I am writing as an unaffected Drift Protocol user with X SOL staked in the lending protocol, assets that were explicitly not stolen, not compromised, and remain intact according to Drift’s own recovery update of April 16, 2026.
What Drift’s own update confirms:
The Insurance Fund was not compromised. All Insurance Fund depositors’ assets remain intact and will be available upon relaunch. But then Drift proposes subjecting those untouched assets to a DAO governance vote, deciding whether they are returned to depositors or rolled into the general recovery pool. This is not a governance question. This is a question of property rights.
The Legal Framework: MiCA (Regulation EU 2023/1114)

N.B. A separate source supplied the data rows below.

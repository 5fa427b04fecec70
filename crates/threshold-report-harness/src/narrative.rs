//! Static report copy. Purely presentational.

pub const INTRODUCTION: &str = "This report compares execution time, fragmentation and memory usage \
of a Best Fit memory allocator across size-class threshold configurations. The allocator ships a \
thread-safe variant (`ts_malloc_lock`, one global lock) and a lock-free variant \
(`ts_malloc_nolock`, thread-local free lists); both coalesce adjacent free blocks and split large \
free blocks on allocation.";

pub const EXECUTION_TIME: &str =
    "Wall-clock execution time of each allocation pattern at every threshold size.";

pub const FRAGMENTATION: &str =
    "Memory fragmentation is measured as the ratio of free space to total allocated memory.";

pub const SPEEDUP: &str = "The speedup factor shows the improvement in execution time when \
increasing the threshold size: execution time at the smallest threshold divided by execution \
time at the largest.";

/// Memory section copy for the scenario whose segment usage is charted.
#[must_use]
pub fn memory(scenario_label: &str) -> String {
    format!(
        "The following chart shows the total memory segment and free space for the {scenario_label} allocation pattern."
    )
}
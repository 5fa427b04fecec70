//! Long-form series composition.
//!
//! Output ordering is scenario-major, then threshold-ascending, following the order of
//! the requested scenario names. Repeated names are emitted once, at their first position.

use std::collections::BTreeSet;

use serde::{Deserialize, Serialize};

use crate::derive::MetricDeriver;
use crate::error::Result;
use crate::metric::Metric;
use crate::store::SampleStore;

/// One `(threshold, scenario, metric, value)` observation.
#[derive(Debug, Clone, PartialEq, Serialize, Deserialize)]
pub struct LongFormRow {
    pub threshold: u64,
    pub scenario: String,
    pub metric: String,
    pub value: f64,
}

/// One value per scenario (speedup summary).
#[derive(Debug, Clone, PartialEq, Serialize, Deserialize)]
pub struct SummaryRow {
    pub scenario: String,
    pub value: f64,
}

/// Flattens store sequences into rows for multi-series charts.
#[derive(Debug, Clone, Copy)]
pub struct SeriesComposer<'a> {
    store: &'a SampleStore,
}

impl<'a> SeriesComposer<'a> {
    #[must_use]
    pub const fn new(store: &'a SampleStore) -> Self {
        Self { store }
    }

    /// Rows for `metric` across `scenario_names`.
    ///
    /// Scenarios that do not report `metric` are skipped; an unknown name is an error.
    pub fn compose<S: AsRef<str>>(
        &self,
        metric: Metric,
        scenario_names: &[S],
    ) -> Result<Vec<LongFormRow>> {
        let mut rows = Vec::new();
        for name in unique(scenario_names) {
            let scenario = self.store.scenario(name)?;
            if !scenario.defines(metric) {
                continue;
            }
            rows.extend(scenario.samples().iter().filter_map(|sample| {
                sample.value(metric).map(|value| LongFormRow {
                    threshold: sample.threshold,
                    scenario: scenario.name().to_string(),
                    metric: metric.as_str().to_string(),
                    value,
                })
            }));
        }
        Ok(rows)
    }

    /// [`Self::compose`] keyed by metric name.
    ///
    /// A name no scenario reports, including one outside [`Metric::ALL`], yields no rows.
    /// Unknown scenario names still fail with [`crate::ReportError::NotFound`].
    pub fn compose_by_name<S: AsRef<str>>(
        &self,
        metric_name: &str,
        scenario_names: &[S],
    ) -> Result<Vec<LongFormRow>> {
        if let Some(metric) = Metric::from_str_loose(metric_name) {
            return self.compose(metric, scenario_names);
        }
        for name in unique(scenario_names) {
            self.store.scenario(name)?;
        }
        Ok(Vec::new())
    }

    /// Like [`Self::compose`] for a byte-count metric, with every value divided by
    /// `unit_divisor` (see [`MetricDeriver::normalized_memory`]).
    pub fn compose_scaled<S: AsRef<str>>(
        &self,
        metric: Metric,
        scenario_names: &[S],
        unit_divisor: f64,
    ) -> Result<Vec<LongFormRow>> {
        let deriver = MetricDeriver::new(self.store);
        let thresholds = self.store.thresholds();
        let mut rows = Vec::new();
        for name in unique(scenario_names) {
            let scenario = self.store.scenario(name)?;
            if !scenario.defines(metric) {
                continue;
            }
            let values = deriver.normalized_memory(name, metric, unit_divisor)?;
            rows.extend(
                thresholds
                    .iter()
                    .zip(values)
                    .map(|(threshold, value)| LongFormRow {
                        threshold,
                        scenario: scenario.name().to_string(),
                        metric: metric.as_str().to_string(),
                        value,
                    }),
            );
        }
        Ok(rows)
    }

    /// One row per scenario, computed by `metric_fn`. The first error aborts composition.
    pub fn compose_summary<S, F>(&self, scenario_names: &[S], mut metric_fn: F) -> Result<Vec<SummaryRow>>
    where
        S: AsRef<str>,
        F: FnMut(&str) -> Result<f64>,
    {
        unique(scenario_names)
            .into_iter()
            .map(|name| -> Result<SummaryRow> {
                let scenario = self.store.scenario(name)?;
                Ok(SummaryRow {
                    scenario: scenario.name().to_string(),
                    value: metric_fn(name)?,
                })
            })
            .collect()
    }
}

fn unique<S: AsRef<str>>(names: &[S]) -> Vec<&str> {
    let mut seen = BTreeSet::new();
    names
        .iter()
        .map(AsRef::as_ref)
        .filter(|name| seen.insert(*name))
        .collect()
}
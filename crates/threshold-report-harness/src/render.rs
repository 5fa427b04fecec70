//! Plain-text tables and Vega-Lite chart specs.
//!
//! Markdown lives on [`ThresholdReport::to_markdown`]; this module covers the terminal
//! view and the declarative specs a generic charting surface can draw unchanged.

use serde_json::{Value, json};

use crate::charts::{ChartKind, SeriesChart, SummaryChart, format_value};
use crate::report::ThresholdReport;

const VEGA_LITE_SCHEMA: &str = "https://vega.github.io/schema/vega-lite/v5.json";

/// Fixed-width tables, one block per chart.
#[must_use]
pub fn render_plain(report: &ThresholdReport) -> String {
    use std::fmt::Write as _;

    let mut out = String::new();
    writeln!(out, "{}", report.title).ok();
    writeln!(out, "generated {}", report.generated_at).ok();

    for chart in report.series_charts() {
        writeln!(out).ok();
        render_series_plain(&mut out, chart);
    }
    writeln!(out).ok();
    render_summary_plain(&mut out, &report.speedup);
    out
}

fn render_series_plain(out: &mut String, chart: &SeriesChart) {
    use std::fmt::Write as _;

    let w_threshold: usize = 10;
    let table = chart.pivot();
    let widths: Vec<usize> = table
        .columns
        .iter()
        .map(|(label, _)| label.len().max(12))
        .collect();

    writeln!(out, "{} [{}]", chart.spec.title, chart.spec.y_label).ok();
    write!(out, "{:>w_threshold$}", "threshold").ok();
    for ((label, _), width) in table.columns.iter().zip(widths.iter().copied()) {
        write!(out, " {label:>width$}").ok();
    }
    writeln!(out).ok();
    let sep_len = w_threshold + widths.iter().map(|w| w + 1).sum::<usize>();
    writeln!(out, "{}", "-".repeat(sep_len)).ok();

    for (i, threshold) in table.thresholds.iter().enumerate() {
        write!(out, "{threshold:>w_threshold$}").ok();
        for ((_, values), width) in table.columns.iter().zip(widths.iter().copied()) {
            let cell = values[i].map_or_else(
                || "-".to_string(),
                |value| format_value(value, chart.spec.value_format.as_deref()),
            );
            write!(out, " {cell:>width$}").ok();
        }
        writeln!(out).ok();
    }
}

fn render_summary_plain(out: &mut String, chart: &SummaryChart) {
    use std::fmt::Write as _;

    let w_label = chart
        .rows
        .iter()
        .map(|row| chart.label_for(&row.scenario).len())
        .max()
        .unwrap_or(0)
        .max(chart.spec.x_label.len());
    let w_value = chart.spec.y_label.len();

    writeln!(out, "{}", chart.spec.title).ok();
    writeln!(
        out,
        "{:<w_label$} {:>w_value$}",
        chart.spec.x_label, chart.spec.y_label
    )
    .ok();
    writeln!(out, "{}", "-".repeat(w_label + 1 + w_value)).ok();
    for row in &chart.rows {
        writeln!(
            out,
            "{:<w_label$} {:>w_value$}",
            chart.label_for(&row.scenario),
            format_value(row.value, chart.spec.value_format.as_deref())
        )
        .ok();
    }
}

/// Vega-Lite spec for a threshold chart. Data rows carry a resolved `series` label.
#[must_use]
pub fn series_vega_lite(chart: &SeriesChart) -> Value {
    let spec = &chart.spec;
    let values: Vec<Value> = chart
        .rows
        .iter()
        .map(|row| {
            json!({
                "threshold": row.threshold,
                "scenario": row.scenario,
                "metric": row.metric,
                "series": chart.label_for(chart.series_key(row)),
                "value": row.value,
            })
        })
        .collect();
    let sort: Vec<&str> = chart.legend.iter().map(|entry| entry.label.as_str()).collect();

    let mark = match spec.kind {
        ChartKind::Line => json!({"type": "line", "point": spec.markers}),
        ChartKind::Bar => json!({"type": "bar"}),
    };
    let mut x = match spec.kind {
        ChartKind::Line => json!({"field": "threshold", "type": "quantitative", "title": spec.x_label}),
        ChartKind::Bar => json!({"field": "threshold", "type": "ordinal", "title": spec.x_label}),
    };
    if spec.log_x {
        x["scale"] = json!({"type": "log"});
    }
    let mut y = json!({"field": "value", "type": "quantitative", "title": spec.y_label});
    if spec.log_y {
        y["scale"] = json!({"type": "log"});
    }

    let mut encoding = json!({
        "x": x,
        "y": y,
        "color": {"field": "series", "type": "nominal", "title": spec.series_label, "sort": sort},
    });
    if spec.grouped {
        encoding["xOffset"] = json!({"field": "series", "sort": sort});
    }

    json!({
        "$schema": VEGA_LITE_SCHEMA,
        "title": spec.title,
        "description": chart.narrative,
        "data": {"values": values},
        "mark": mark,
        "encoding": encoding,
    })
}

/// Vega-Lite spec for the per-scenario summary: bars with value annotations.
#[must_use]
pub fn summary_vega_lite(chart: &SummaryChart) -> Value {
    let spec = &chart.spec;
    let values: Vec<Value> = chart
        .rows
        .iter()
        .map(|row| {
            json!({
                "scenario": row.scenario,
                "label": chart.label_for(&row.scenario),
                "value": row.value,
            })
        })
        .collect();
    let order: Vec<&str> = chart
        .rows
        .iter()
        .map(|row| chart.label_for(&row.scenario))
        .collect();

    let mut layers = vec![json!({"mark": {"type": "bar"}})];
    if let Some(format) = &spec.value_format {
        layers.push(json!({
            "mark": {"type": "text", "dy": -6},
            "encoding": {"text": {"field": "value", "type": "quantitative", "format": format}},
        }));
    }

    json!({
        "$schema": VEGA_LITE_SCHEMA,
        "title": spec.title,
        "description": chart.narrative,
        "data": {"values": values},
        "encoding": {
            "x": {"field": "label", "type": "nominal", "title": spec.x_label, "sort": order},
            "y": {"field": "value", "type": "quantitative", "title": spec.y_label},
        },
        "layer": layers,
    })
}

/// All four chart specs keyed by chart id, in report order.
#[must_use]
pub fn vega_lite_bundle(report: &ThresholdReport) -> Value {
    let mut charts = serde_json::Map::new();
    for chart in report.series_charts() {
        charts.insert(chart.spec.id.clone(), series_vega_lite(chart));
    }
    charts.insert(report.speedup.spec.id.clone(), summary_vega_lite(&report.speedup));
    json!({
        "title": report.title,
        "generated_at": report.generated_at,
        "charts": Value::Object(charts),
    })
}

#[cfg(test)]
mod tests {
    use super::*;
    use crate::config::ReportConfig;
    use crate::dataset::{EMBEDDED_DATASET, store_from_json};
    use crate::report::build_report;

    fn report() -> ThresholdReport {
        let store = store_from_json(EMBEDDED_DATASET).unwrap();
        let cfg = ReportConfig {
            timestamp: Some("fixed".to_string()),
            ..ReportConfig::default()
        };
        build_report(&store, &cfg).unwrap()
    }

    #[test]
    fn execution_time_spec_uses_log_axes_and_points() {
        let spec = series_vega_lite(&report().execution_time);
        assert_eq!(spec["mark"]["type"], "line");
        assert_eq!(spec["mark"]["point"], true);
        assert_eq!(spec["encoding"]["x"]["scale"]["type"], "log");
        assert_eq!(spec["encoding"]["y"]["scale"]["type"], "log");
        assert_eq!(spec["data"]["values"].as_array().unwrap().len(), 12);
        assert_eq!(spec["data"]["values"][0]["series"], "Small Range");
    }

    #[test]
    fn fragmentation_spec_is_linear_in_y() {
        let spec = series_vega_lite(&report().fragmentation);
        assert_eq!(spec["encoding"]["x"]["scale"]["type"], "log");
        assert!(spec["encoding"]["y"].get("scale").is_none());
    }

    #[test]
    fn memory_spec_groups_bars_by_type() {
        let spec = series_vega_lite(&report().memory);
        assert_eq!(spec["mark"]["type"], "bar");
        assert_eq!(spec["encoding"]["xOffset"]["field"], "series");
        assert_eq!(spec["data"]["values"][4]["series"], "Free Space");
    }

    #[test]
    fn summary_spec_annotates_values() {
        let spec = summary_vega_lite(&report().speedup);
        assert_eq!(spec["layer"][1]["encoding"]["text"]["format"], ".2f");
        assert_eq!(spec["data"]["values"][1]["label"], "Equal Size");
    }

    #[test]
    fn bundle_has_all_charts() {
        let bundle = vega_lite_bundle(&report());
        let charts = bundle["charts"].as_object().unwrap();
        let ids: Vec<&str> = charts.keys().map(String::as_str).collect();
        for id in ["execution_time", "fragmentation", "memory_usage", "speedup"] {
            assert!(ids.contains(&id), "missing {id}");
        }
    }

    #[test]
    fn plain_render_lists_speedups() {
        let plain = render_plain(&report());
        assert!(plain.contains("Performance Improvement Summary"));
        assert!(plain.lines().any(|l| l.starts_with("Small Range") && l.ends_with("3.99")));
        assert!(plain.contains("Memory Usage for Small Range [Memory Size (MB)]"));
    }
}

MiCA has been fully applicable since December 30, 2024 and binds any platform actively serving EU users, regardless of where it is incorporated. The relevant provisions:
Article 70 requires CASPs to “make adequate arrangements to safeguard the ownership rights of clients, especially in the event of insolvency.” My ownership rights are not contingent on a DAO vote. Allowing token holders to decide whether my assets are redistributed to others is not safeguarding ownership rights. It is the opposite.
Article 75 requires that assets held in custody on behalf of clients must be returnable to those clients. There is no carve-out for governance votes. The custody agreement I entered into with Drift did not include a clause permitting my assets to be redirected to cover third-party losses.
Article 72 requires CASPs to identify and mitigate conflicts of interest. Using a DAO vote where DRIFT token holders decide the fate of lending protocol depositors is a textbook conflict of interest. Token holders benefit from a larger recovery pool at the direct expense of depositors.
Article 75(4) requires explicit client consent for any use of assets, not a non-negotiated standard form contract. I have never given explicit consent for my staked assets to cover losses of third parties. A governance vote is not a substitute for individual consent.
What I am asking for:
- All lending protocol deposits must be returned in full upon relaunch, unconditionally and without any DAO vote applying to them.
- Drift must publish a clear legal opinion on its obligations under MiCA Articles 70 and 75 with respect to lending protocol depositors specifically.
- If Drift believes it can legally redirect these assets via governance vote, it must explain publicly how that is compatible with MiCA’s safeguarding and consent requirements.
The hack was the result of an operational and human security failure on Drift’s part. That cost should not be transferred to users whose funds were never touched. I reserve the right to escalate this to the AFM (Autoriteit Financiele Markten) and ESMA, and to seek legal counsel if Drift proceeds with any vote that imposes losses on unaffected lending protocol depositors without explicit individual consent.